By S. Bryn Austin posted 11 Jul, 2019 09:03

  

Imagine a world where girls, boys, and children of all genders believe in themselves. A world where they are willing to speak up to share their ideas, speak out when they see something unfair, and step in to lead to make positive change in their communities and lives.

This is a world we want children of all genders to be able to take for granted someday. A world where they grow up never questioning that not only are their ideas and leadership valued but also seen as essential for a community to thrive. A world where children of all genders can grow up at home in their own bodies and their own communities.

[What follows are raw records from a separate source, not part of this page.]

use crate::command::{CommandRequest, MissionCmd};
use crate::link::{StatusSink, TaskLink};
use crate::mission::generator;
use crate::mission::rollback::{self, Rollback, RollbackStep};
use crate::mission::submission::{MissionPlan, SubMission, Telemetry};
use crate::mission::task_name::TaskName;
use crate::status::*;
use crossbeam::atomic::AtomicCell;
use log::{error, info, warn};
use std::sync::{Arc, Condvar, Mutex};
use std::time::Duration;

///等完成用的默认超时
pub const TASK_TIMEOUT: Duration = Duration::from_secs(600);

///当前未完成任务的等待槽
///completion回调、cancel和超时都落在这一个槽上,先写的生效
#[derive(Default)]
struct TaskWait {
    outstanding: i32, //当前未完成任务的关联id
    received: bool,   //完成结果是否已经写入
    status: i32,      //完成状态码
}

///指令处理器
///持有机器人状态机,把指令展开成任务计划后在独立线程上逐步执行,
///每一步阻塞等待完成或超时,失败立即放弃剩余步骤
pub struct CommandProcessor {
    link: Arc<dyn TaskLink>,
    sink: Arc<dyn StatusSink>,
    robot_state: AtomicCell<RobotState>,    //当前状态
    previous_state: AtomicCell<RobotState>, //指令开始前的状态,回滚的落点
    robot_task: Mutex<String>,              //最后一次下发的任务文件名
    last_bed_id: AtomicCell<u32>,           //最近一次配送的病床编号
    task_timeout: AtomicCell<Duration>,     //单个任务的完成超时
    shutdown_cmd: Mutex<Option<String>>,    //配置的关机命令
    busy: Mutex<bool>,                      //是否有任务线程在执行
    busy_cv: Condvar,
    wait: Mutex<TaskWait>,
    task_cv: Condvar,
}

impl CommandProcessor {
    pub fn new(link: Arc<dyn TaskLink>, sink: Arc<dyn StatusSink>) -> Arc<CommandProcessor> {
        Arc::new(CommandProcessor {
            link,
            sink,
            robot_state: AtomicCell::new(RobotState::Charging),
            previous_state: AtomicCell::new(RobotState::Charging),
            robot_task: Mutex::new(String::new()),
            last_bed_id: AtomicCell::new(0),
            task_timeout: AtomicCell::new(TASK_TIMEOUT),
            shutdown_cmd: Mutex::new(None),
            busy: Mutex::new(false),
            busy_cv: Condvar::new(),
            wait: Mutex::new(TaskWait::default()),
            task_cv: Condvar::new(),
        })
    }

    pub fn set_task_timeout(&self, timeout: Duration) {
        self.task_timeout.store(timeout);
    }

    pub fn set_shutdown_cmd(&self, cmd: &str) {
        *self.shutdown_cmd.lock().unwrap() = Some(cmd.to_owned());
    }

    pub fn robot_state(&self) -> RobotState {
        self.robot_state.load()
    }

    pub fn previous_state(&self) -> RobotState {
        self.previous_state.load()
    }

    pub fn robot_task(&self) -> String {
        self.robot_task.lock().unwrap().clone()
    }

    pub fn is_busy(&self) -> bool {
        *self.busy.lock().unwrap()
    }

    ///操作员手动初始化机器人状态,越过正常的状态迁移规则
    pub fn init_robot_state(&self, state: RobotState) {
        self.robot_state.store(state);
        self.sink
            .publish(ROBOT_STATUS_TOPIC, ROBOT_STATUS_FIELD, state.status_str());
    }

    ///外部完成回调,由链路在它自己的线程上调用
    ///id跟当前未完成任务不一致的完成直接忽略,过期的完成不会冒充后面的步骤
    pub fn on_task_response(&self, mission_id: i32, status: i32) {
        let mut wait = self.wait.lock().unwrap();
        if mission_id != wait.outstanding {
            warn!(
                "Error: Response mismatch. MissionID: {} ResponseID: {}",
                wait.outstanding, mission_id
            );
            return;
        }
        if wait.received {
            return;
        }
        wait.received = true;
        wait.status = status;
        self.task_cv.notify_all();
    }

    ///协作式取消:给当前未完成的任务合成一个已中止的完成结果,
    ///让阻塞中的任务线程立刻醒过来,不打断线程本身
    pub fn cancel(&self) {
        let mut wait = self.wait.lock().unwrap();
        if !wait.received {
            wait.received = true;
            wait.status = ERR_MISSION_ABORTED;
            self.task_cv.notify_all();
        }
    }

    ///接收一条JSON指令并在独立线程上执行,执行结果通过completion回调送回
    ///解析失败和未知指令立即返回错误;已有任务在执行时拒绝新指令(cancel_mission除外)
    pub fn execute(
        self: &Arc<Self>,
        mission_cmd: &str,
        data_path: &str,
        completion: impl FnOnce(bool) + Send + 'static,
    ) -> anyhow::Result<()> {
        let req: CommandRequest = serde_json::from_str(mission_cmd).map_err(|e| {
            error!("Cannot Decode incoming JSON Command: {} ({})", mission_cmd, e);
            MissionError::Decode(mission_cmd.to_owned())
        })?;
        let cmd = match MissionCmd::parse(req.command.as_str()) {
            Some(cmd) => cmd,
            None => {
                error!("Error: Unknown Command: {}", req.command);
                return Err(MissionError::UnknownCommand(req.command).into());
            }
        };

        let mut reserved = false;
        {
            let mut busy = self.busy.lock().unwrap();
            if *busy {
                if cmd != MissionCmd::CancelMission {
                    error!("Error: Robot is currently running a task. Ignoring new command!");
                    return Err(MissionError::RobotBusy.into());
                }
            } else {
                *busy = true;
                reserved = true;
            }
        }
        if cmd == MissionCmd::CancelMission && !reserved {
            // 先唤醒被阻塞的任务线程,回滚等它退出之后再跑
            self.cancel();
        }

        let processor = self.clone();
        let data_path = data_path.to_owned();
        let builder = std::thread::Builder::new().name("MISSION_THREAD".to_owned());
        let res = builder.spawn(move || {
            if !reserved {
                let mut busy = processor.busy.lock().unwrap();
                while *busy {
                    busy = processor.busy_cv.wait(busy).unwrap();
                }
                *busy = true;
                drop(busy);
            }
            let success = processor.run_mission(cmd, &req, &data_path);
            {
                let mut busy = processor.busy.lock().unwrap();
                *busy = false;
                processor.busy_cv.notify_all();
            }
            completion(success);
        });
        if let Err(e) = res {
            if reserved {
                let mut busy = self.busy.lock().unwrap();
                *busy = false;
                self.busy_cv.notify_all();
            }
            error!("{:?}", e);
            return Err(e.into());
        }
        Ok(())
    }

    ///任务线程入口
    fn run_mission(self: &Arc<Self>, cmd: MissionCmd, req: &CommandRequest, data_path: &str) -> bool {
        match cmd {
            MissionCmd::Enable => return self.do_enable(),
            MissionCmd::Disable => return self.do_disable(),
            MissionCmd::Shutdown => return self.do_shutdown(),
            MissionCmd::CancelMission => return self.do_cancel_mission(data_path),
            _ => {}
        }

        let state = self.robot_state.load();
        // 禁用状态下不执行任何任务计划
        if state == RobotState::Disabled {
            error!("Invalid Command. Robot is disabled: {}", cmd.tag());
            return false;
        }

        let bed_id = match req.bed_id {
            Some(id) => id,
            None => self.last_bed_id.load(),
        };
        let plan = match generator::build_plan(cmd, state, bed_id) {
            Ok(plan) => plan,
            Err(e) => {
                error!("{}", e);
                // 前置状态不满足,把当前状态重新发布一遍
                self.init_robot_state(state);
                return false;
            }
        };

        // 从正常状态开始执行的指令,记录取消时要回到的状态
        if state != RobotState::Disabled && state != RobotState::Error {
            self.previous_state.store(state);
        }
        if req.bed_id.is_some() {
            self.last_bed_id.store(bed_id);
        }

        self.sink
            .publish(ROBOT_STATUS_TOPIC, ROBOT_STATUS_FIELD, ROBOT_STATUS_BUSY);

        let success = self.run_plan(&plan, data_path);
        if success {
            if let Some(target) = plan.success_state {
                self.robot_state.store(target);
                self.previous_state.store(target);
            }
            self.sink
                .publish_bool(MISSION_STATUS_TOPIC, MISSION_STATUS_FIELD, MISSION_SUCCESS);
            for telemetry in plan.success_publishes.iter() {
                self.emit(telemetry);
            }
            info!("{} : Mission Successful", cmd.tag());
        } else {
            self.robot_state.store(RobotState::Error);
            self.sink
                .publish_bool(MISSION_STATUS_TOPIC, MISSION_STATUS_FIELD, MISSION_FAIL);
            self.sink
                .publish(ROBOT_STATUS_TOPIC, ROBOT_STATUS_FIELD, ROBOT_STATUS_ERROR);
            error!("{} : Mission Failed", cmd.tag());
            // 出错后尽量让避障保持开启;不经过robot_task,取消点要留给回滚表用
            if let Err(e) = self.send_task_raw(TaskName::SafetyOn, data_path) {
                warn!("{}", e);
            }
        }
        success
    }

    ///顺序执行计划,第一个失败的步骤终止整个计划
    fn run_plan(&self, plan: &MissionPlan, data_path: &str) -> bool {
        for sub in plan.steps.iter() {
            info!("SubMission: {}", sub.description);
            if !self.run_submission(sub, data_path) {
                return false;
            }
            for telemetry in sub.publishes.iter() {
                self.emit(telemetry);
            }
        }
        true
    }

    ///执行单个子任务,主任务最多下发retry_limit次
    ///任务文件读不到直接判失败,不重试
    fn run_submission(&self, sub: &SubMission, data_path: &str) -> bool {
        for attempt in 1..=sub.retry_limit {
            match self.send_task(sub.task, data_path) {
                Ok(()) => return true,
                Err(e @ MissionError::TaskFile(..)) => {
                    error!("{}", e);
                    return false;
                }
                Err(e) => {
                    error!("{}", e);
                    if attempt < sub.retry_limit {
                        info!(
                            "Retrying {} (attempt {}/{})",
                            sub.task,
                            attempt + 1,
                            sub.retry_limit
                        );
                    }
                }
            }
        }
        false
    }

    ///下发一个任务并记下它的名字,robot_task是回滚表的键
    fn send_task(&self, task: TaskName, data_path: &str) -> Result<(), MissionError> {
        {
            let mut robot_task = self.robot_task.lock().unwrap();
            *robot_task = task.file_name();
        }
        self.send_task_raw(task, data_path)
    }

    ///读任务文件、下发并阻塞等待完成或超时,不碰robot_task
    fn send_task_raw(&self, task: TaskName, data_path: &str) -> Result<(), MissionError> {
        let file_path = format!("{}/{}.txt", data_path, task.file_name());
        let payload = std::fs::read(&file_path)
            .map_err(|e| MissionError::TaskFile(file_path.clone(), e.to_string()))?;

        info!("Starting Mission {}", file_path);
        let wait = {
            let mut wait = self.wait.lock().unwrap();
            wait.received = false;
            wait.status = ERR_NONE;
            wait.outstanding = self.link.dispatch(payload);
            wait
        };
        let mission_id = wait.outstanding;
        let timeout = self.task_timeout.load();
        let (mut wait, res) = self
            .task_cv
            .wait_timeout_while(wait, timeout, |w| !w.received)
            .unwrap();
        if res.timed_out() && !wait.received {
            // 过期之后送达的完成不能再匹配上
            wait.outstanding = 0;
            wait.status = ERR_TIMEOUT;
            return Err(MissionError::TaskTimeout(mission_id));
        }
        if wait.status == ERR_NONE {
            info!("Mission {} completed successfully", file_path);
            Ok(())
        } else {
            Err(MissionError::TaskFailure(file_path, wait.status))
        }
    }

    fn emit(&self, telemetry: &Telemetry) {
        match telemetry {
            Telemetry::Msg {
                topic,
                field,
                value,
            } => self.sink.publish(topic, field, value),
            Telemetry::Bool {
                topic,
                field,
                value,
            } => self.sink.publish_bool(topic, field, *value),
        }
    }

    ///enable:被禁用时恢复禁用前的状态,否则重新发布当前状态
    fn do_enable(&self) -> bool {
        let state = self.robot_state.load();
        let new_state = if state == RobotState::Disabled {
            self.previous_state.load()
        } else {
            state
        };
        self.sink
            .publish_bool(MISSION_STATUS_TOPIC, MISSION_STATUS_FIELD, MISSION_SUCCESS);
        self.init_robot_state(new_state);
        true
    }

    ///disable:记录当前状态并禁用,不碰任何执行机构
    fn do_disable(&self) -> bool {
        self.previous_state.store(self.robot_state.load());
        self.robot_state.store(RobotState::Disabled);
        self.sink
            .publish_bool(MISSION_STATUS_TOPIC, MISSION_STATUS_FIELD, MISSION_SUCCESS);
        self.sink
            .publish(ROBOT_STATUS_TOPIC, ROBOT_STATUS_FIELD, ROBOT_STATUS_DISABLED);
        true
    }

    ///shutdown:执行配置里的关机命令,没配置就只记日志
    fn do_shutdown(&self) -> bool {
        let cmd = self.shutdown_cmd.lock().unwrap().clone();
        match cmd {
            Some(cmd) if !cmd.is_empty() => {
                info!("shutdown: running host shutdown command");
                // 等命令退出,不留僵尸进程
                let res = std::process::Command::new("sh").arg("-c").arg(&cmd).status();
                match res {
                    Ok(status) => info!("shutdown command exited: {}", status),
                    Err(e) => {
                        error!("{:?}", e);
                        return false;
                    }
                }
            }
            _ => info!("shutdown requested, no shutdown_cmd configured"),
        }
        true
    }

    ///取消回滚:按(previous_state, robot_task)查回滚表并执行
    ///对调用方恒定返回成功,回滚内部的失败只通知操作员
    fn do_cancel_mission(&self, data_path: &str) -> bool {
        let previous = self.previous_state.load();
        let robot_task = self.robot_task.lock().unwrap().clone();
        let bed_id = self.last_bed_id.load();
        info!("Last sub task: {}", robot_task);
        info!("Cancelling mission");

        match rollback::build_rollback(previous, robot_task.as_str(), bed_id) {
            Rollback::Program(steps) => {
                info!("Going back to {:?} State", previous);
                match self.run_rollback(&steps, data_path) {
                    Ok(()) => {
                        self.sink.publish(
                            ROBOT_LOCATION_TOPIC,
                            ROBOT_LOCATION_FIELD,
                            LOCATION_PARKING,
                        );
                        self.init_robot_state(previous);
                    }
                    Err(e) => {
                        // 回滚失败不自动重试,状态留在原地等操作员处理
                        error!("Error: Mission Cancellation failed! {}", e);
                    }
                }
            }
            Rollback::ManualRelease => info!("Please release the gripper manually"),
            Rollback::NotInitialized => {
                warn!("Cannot go back since previous state is not initialized")
            }
            Rollback::BeyondCancelPoint => warn!("Mission beyond cancellation point!"),
        }
        true
    }

    ///顺序执行回滚步骤,失败的步骤把robot_task退回revert_marker后停下,不重试
    fn run_rollback(&self, steps: &[RollbackStep], data_path: &str) -> Result<(), MissionError> {
        for step in steps.iter() {
            info!("Rollback: {}", step.description);
            for task in step.tasks.iter() {
                if let Err(e) = self.send_task(*task, data_path) {
                    error!("{}", e);
                    let mut robot_task = self.robot_task.lock().unwrap();
                    *robot_task = step.revert_marker.file_name();
                    return Err(MissionError::RollbackFailure(step.description.clone()));
                }
            }
        }
        Ok(())
    }
}
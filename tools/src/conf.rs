use serde_json::Value;
use std::collections::HashMap;
use std::error::Error;
use std::fs::File;
use std::io::BufReader;
use std::path::Path;

///json格式的配置文件
pub struct Conf {
    conf: HashMap<String, Value>,
}

impl Conf {
    ///初始化配置文件
    pub fn init(path: &str) -> Conf {
        let conf = read_conf_from_file(path);
        match conf {
            Ok(conf) => Conf { conf },
            Err(e) => panic!("read conf file {} failed! {:?}", path, e),
        }
    }

    ///拿整数,没有配置返回0
    pub fn get_usize(&self, key: &str) -> usize {
        let value = self.conf.get(key);
        if value.is_none() {
            return 0;
        }
        value.unwrap().as_i64().unwrap_or(0) as usize
    }

    ///拿字符切片,没有配置返回空串
    pub fn get_str(&self, key: &str) -> &str {
        let value = self.conf.get(key);
        if value.is_none() {
            return "";
        }
        value.unwrap().as_str().unwrap_or("")
    }
}

///读取配置文件
fn read_conf_from_file<P: AsRef<Path>>(path: P) -> Result<HashMap<String, Value>, Box<dyn Error>> {
    let file = File::open(path)?;
    let reader = BufReader::new(file);
    let map = serde_json::from_reader(reader)?;
    Ok(map)
}
use crate::mission::task_name::TaskName;
use crate::status::RobotState;

///回滚程序里的一个步骤
///失败时把robot_task退回revert_marker,这样再次取消可以从失败的路段继续
#[derive(Debug, Clone)]
pub struct RollbackStep {
    pub tasks: Vec<TaskName>,     //按顺序下发的任务
    pub revert_marker: TaskName,  //步骤失败时robot_task回退到的任务
    pub description: String,      //给操作员看的说明
}

impl RollbackStep {
    fn new(tasks: Vec<TaskName>, revert_marker: TaskName, description: &str) -> Self {
        RollbackStep {
            tasks,
            revert_marker,
            description: description.to_owned(),
        }
    }
}

///回滚表的查询结果
#[derive(Debug, Clone)]
pub enum Rollback {
    ///可以执行的回滚程序
    Program(Vec<RollbackStep>),
    ///park进行中被取消,载具还夹在夹爪上,需要人工释放
    ManualRelease,
    ///previous state没有初始化(Disabled/Error),无处可回
    NotInitialized,
    ///任务已经越过可取消点,不再回滚
    BeyondCancelPoint,
}

///按(取消前的状态, 最后下发的任务)查回滚表
///匹配按robot_task的完整文件名精确比较
pub fn build_rollback(previous: RobotState, robot_task: &str, bed_id: u32) -> Rollback {
    match previous {
        RobotState::Standby | RobotState::Idle => {
            // deliver/collect的去程: SafetyOn -> LF_parking_exit -> toBeds/...
            // 回滚链从中断的路段开始,逐段回到停靠点
            let chain = vec![
                RollbackStep::new(
                    vec![TaskName::SafetyOn, TaskName::LfBedToHallway(bed_id)],
                    TaskName::LfHallwayToBed(bed_id),
                    "go back from bed",
                ),
                RollbackStep::new(
                    vec![TaskName::SafetyOn, TaskName::LfHallwayToParking],
                    TaskName::LfParkingExit,
                    "go back from hallway",
                ),
                RollbackStep::new(
                    vec![TaskName::SafetyOff],
                    TaskName::SafetyOn,
                    "stand down at parking",
                ),
            ];
            let start = if robot_task == TaskName::LfHallwayToBed(bed_id).file_name() {
                0
            } else if robot_task == TaskName::LfParkingExit.file_name() {
                1
            } else if robot_task == TaskName::SafetyOn.file_name() {
                2
            } else {
                return Rollback::BeyondCancelPoint;
            };
            Rollback::Program(chain[start..].to_vec())
        }
        RobotState::Charging => Rollback::ManualRelease,
        RobotState::Disabled | RobotState::Error => Rollback::NotInitialized,
    }
}
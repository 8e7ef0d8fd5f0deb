pub mod command_mgr;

But for too many children, they learn they are not good enough, that their bodies are shameful. They learn they must spend their days dieting, constantly comparing themselves to society’s distorted ideals of beauty in magazines and social media. They learn to take diet pills and laxatives masquerading as “detox” cleanses, which they can buy legally in stores or online in most places around the world -- despite the known dangers. For children of color, especially girls in the Global South, they learn to hide their skin from the sun, lest they get darker and further from colorist beauty ideals, and to use toxic and sometimes carcinogenic skin lightening products.

They learn to be Houdinis, experts at hiding themselves and who they are. Too many children are sitting on the sidelines, disempowered and struggling with low self-esteem and poor body image. Some will go on to develop potentially life-threatening eating disorders.  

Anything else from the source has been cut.